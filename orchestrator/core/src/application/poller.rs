// Copyright (c) 2026 100monkeys.ai
// SPDX-License-Identifier: AGPL-3.0
//! Poll-Reconciler
//!
//! Bounded polling of eventually-consistent module listings.
//!
//! # Architecture
//!
//! - **Layer:** Application Layer
//! - **Purpose:** Confirms a lifecycle transition by re-querying a listing until it reflects the change

use serde::{Deserialize, Serialize};
use std::future::Future;
use std::time::Duration;
use tokio_util::sync::CancellationToken;
use tracing::debug;

use crate::domain::config::{DEFAULT_POLL_ATTEMPTS, DEFAULT_POLL_INTERVAL};
use crate::domain::errors::DeployError;
use crate::domain::module::{MatchPolicy, ModuleIdentity, ModuleSet};

#[derive(Debug, Clone, Copy, PartialEq, Eq, Serialize, Deserialize)]
pub struct PollPolicy {
    pub max_attempts: u32,
    #[serde(with = "humantime_serde")]
    pub interval: Duration,
}

impl Default for PollPolicy {
    fn default() -> Self {
        Self {
            max_attempts: DEFAULT_POLL_ATTEMPTS,
            interval: DEFAULT_POLL_INTERVAL,
        }
    }
}

/// How a poll ended and how many listing queries it consumed.
#[derive(Debug, Clone, Copy, PartialEq, Eq)]
pub struct PollOutcome {
    pub satisfied: bool,
    pub attempts: u32,
}

#[derive(Debug, Clone, Default)]
pub struct Poller {
    policy: PollPolicy,
    cancel: CancellationToken,
}

impl Poller {
    pub fn new(policy: PollPolicy) -> Self {
        Self { policy, cancel: CancellationToken::new() }
    }

    /// Abort suspended polls with [`DeployError::Cancelled`] once `cancel` fires
    pub fn with_cancellation(mut self, cancel: CancellationToken) -> Self {
        self.cancel = cancel;
        self
    }

    /// Poll until `module` shows up in the listing returned by `query`.
    pub async fn wait_until_present<F, Fut>(
        &self,
        module: &ModuleIdentity,
        policy: MatchPolicy,
        query: F,
    ) -> Result<PollOutcome, DeployError>
    where
        F: FnMut() -> Fut,
        Fut: Future<Output = Result<ModuleSet, DeployError>>,
    {
        self.poll(module, policy, true, query).await
    }

    /// Poll until `module` is gone from the listing returned by `query`.
    pub async fn wait_until_absent<F, Fut>(
        &self,
        module: &ModuleIdentity,
        policy: MatchPolicy,
        query: F,
    ) -> Result<PollOutcome, DeployError>
    where
        F: FnMut() -> Fut,
        Fut: Future<Output = Result<ModuleSet, DeployError>>,
    {
        self.poll(module, policy, false, query).await
    }

    async fn poll<F, Fut>(
        &self,
        module: &ModuleIdentity,
        policy: MatchPolicy,
        want_present: bool,
        mut query: F,
    ) -> Result<PollOutcome, DeployError>
    where
        F: FnMut() -> Fut,
        Fut: Future<Output = Result<ModuleSet, DeployError>>,
    {
        let max_attempts = self.policy.max_attempts.max(1);

        for attempt in 1..=max_attempts {
            let listed = tokio::select! {
                biased;
                _ = self.cancel.cancelled() => return Err(DeployError::Cancelled),
                listed = query() => listed?,
            };

            if listed.contains(module, policy) == want_present {
                debug!(module = %module, attempt, want_present, "Listing confirmed transition");
                return Ok(PollOutcome { satisfied: true, attempts: attempt });
            }

            if attempt < max_attempts {
                tokio::select! {
                    biased;
                    _ = self.cancel.cancelled() => return Err(DeployError::Cancelled),
                    _ = tokio::time::sleep(self.policy.interval) => {}
                }
            }
        }

        debug!(module = %module, attempts = max_attempts, want_present, "Listing poll exhausted");
        Ok(PollOutcome { satisfied: false, attempts: max_attempts })
    }
}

* [Aim of the task]
Every entry, from the first line to the last, should be retyped exactly.

* [Task output]
filename orchestrator/core/src/application/poller.rs
// Copyright (c) 2026 100monkeys.ai
// SPDX-License-Identifier: AGPL-3.0
//! Poll-Reconciler
//!
//! Bounded polling of eventually-consistent module listings.
//!
//! # Architecture
//!
//! - **Layer:** Application Layer
//! - **Purpose:** Confirms a lifecycle transition by re-querying a listing until it reflects the change

use serde::{Deserialize, Serialize};
use std::future::Future;
use std::time::Duration;
use tokio_util::sync::CancellationToken;
use tracing::debug;

use crate::domain::config::{DEFAULT_POLL_ATTEMPTS, DEFAULT_POLL_INTERVAL};
use crate::domain::errors::DeployError;
use crate::domain::module::{MatchPolicy, ModuleIdentity, ModuleSet};

#[derive(Debug, Clone, Copy, PartialEq, Eq, Serialize, Deserialize)]
pub struct PollPolicy {
    pub max_attempts: u32,
    #[serde(with = "humantime_serde")]
    pub interval: Duration,
}

impl Default for PollPolicy {
    fn default() -> Self {
        Self {
            max_attempts: DEFAULT_POLL_ATTEMPTS,
            interval: DEFAULT_POLL_INTERVAL,
        }
    }
}

/// How a poll ended and how many listing queries it consumed.
#[derive(Debug, Clone, Copy, PartialEq, Eq)]
pub struct PollOutcome {
    pub satisfied: bool,
    pub attempts: u32,
}

#[derive(Debug, Clone, Default)]
pub struct Poller {
    policy: PollPolicy,
    cancel: CancellationToken,
}

impl Poller {
    pub fn new(policy: PollPolicy) -> Self {
        Self { policy, cancel: CancellationToken::new() }
    }

    /// Abort suspended polls with [`DeployError::Cancelled`] once `cancel` fires
    pub fn with_cancellation(mut self, cancel: CancellationToken) -> Self {
        self.cancel = cancel;
        self
    }

    /// Poll until `module` shows up in the listing returned by `query`.
    pub async fn wait_until_present<F, Fut>(
        &self,
        module: &ModuleIdentity,
        policy: MatchPolicy,
        query: F,
    ) -> Result<PollOutcome, DeployError>
    where
        F: FnMut() -> Fut,
        Fut: Future<Output = Result<ModuleSet, DeployError>>,
    {
        self.poll(module, policy, true, query).await
    }

    /// Poll until `module` is gone from the listing returned by `query`.
    pub async fn wait_until_absent<F, Fut>(
        &self,
        module: &ModuleIdentity,
        policy: MatchPolicy,
        query: F,
    ) -> Result<PollOutcome, DeployError>
    where
        F: FnMut() -> Fut,
        Fut: Future<Output = Result<ModuleSet, DeployError>>,
    {
        self.poll(module, policy, false, query).await
    }

    async fn poll<F, Fut>(
        &self,
        module: &ModuleIdentity,
        policy: MatchPolicy,
        want_present: bool,
        mut query: F,
    ) -> Result<PollOutcome, DeployError>
    where
        F: FnMut() -> Fut,
        Fut: Future<Output = Result<ModuleSet, DeployError>>,
    {
        let max_attempts = self.policy.max_attempts.max(1);

        for attempt in 1..=max_attempts {
            let listed = tokio::select! {
                biased;
                _ = self.cancel.cancelled() => return Err(DeployError::Cancelled),
                listed = query() => listed?,
            };

            if listed.contains(module, policy) == want_present {
                debug!(module = %module, attempt, want_present, "Listing confirmed transition");
                return Ok(PollOutcome { satisfied: true, attempts: attempt });
            }

            if attempt < max_attempts {
                tokio::select! {
                    biased;
                    _ = self.cancel.cancelled() => return Err(DeployError::Cancelled),
                    _ = tokio::time::sleep(self.policy.interval) => {}
                }
            }
        }

        debug!(module = %module, attempts = max_attempts, want_present, "Listing poll exhausted");
        Ok(PollOutcome { satisfied: false, attempts: max_attempts })
    }
}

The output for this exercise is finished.